### Work item
From the listing below, copy each line where "GroupArgs" occurs.
*** Dataset extract ***
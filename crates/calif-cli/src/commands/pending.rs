use calif_engine::{PendingItem, pending_grading, pending_transcription};
use serde::Serialize;

use crate::cli::GlobalFlags;
use crate::cli::subcommands::PendingCommands;
use crate::context::{AppContext, Roots};
use crate::output::output;

#[derive(Debug, Serialize)]
struct PendingResponse {
    queue: &'static str,
    items: Vec<PendingItem>,
    count: usize,
}

/// Handle `calif pending`.
pub fn handle(
    action: &PendingCommands,
    ctx: &AppContext,
    flags: &GlobalFlags,
) -> anyhow::Result<()> {
    let layout = ctx.layout(Roots::Grading)?;
    let (queue, items) = match action {
        PendingCommands::Grading => ("grading", pending_grading(layout)?),
        PendingCommands::Transcription => ("transcription", pending_transcription(layout)?),
    };
    let count = items.len();
    output(
        &PendingResponse {
            queue,
            items,
            count,
        },
        flags.format,
    )
}
use calif_core::naming::clean_group_name;
use calif_engine::TaskSummary;
use calif_engine::scanner::list_tasks;
use serde::Serialize;

use crate::cli::GlobalFlags;
use crate::cli::root_commands::GroupArgs;
use crate::context::{AppContext, Roots};
use crate::output::output;

#[derive(Debug, Serialize)]
struct TasksResponse {
    group: String,
    tasks: Vec<TaskSummary>,
    count: usize,
}

/// Handle `calif tasks`.
pub fn handle(args: &GroupArgs, ctx: &AppContext, flags: &GlobalFlags) -> anyhow::Result<()> {
    let tasks = list_tasks(ctx.layout(Roots::Submissions)?, &args.group)?;
    let count = tasks.len();
    output(
        &TasksResponse {
            group: clean_group_name(&args.group).to_string(),
            tasks,
            count,
        },
        flags.format,
    )
}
*** End of Dataset extract ***
### Output of the task
use crate::cli::root_commands::GroupArgs;
pub fn handle(args: &GroupArgs, ctx: &AppContext, flags: &GlobalFlags) -> anyhow::Result<()> {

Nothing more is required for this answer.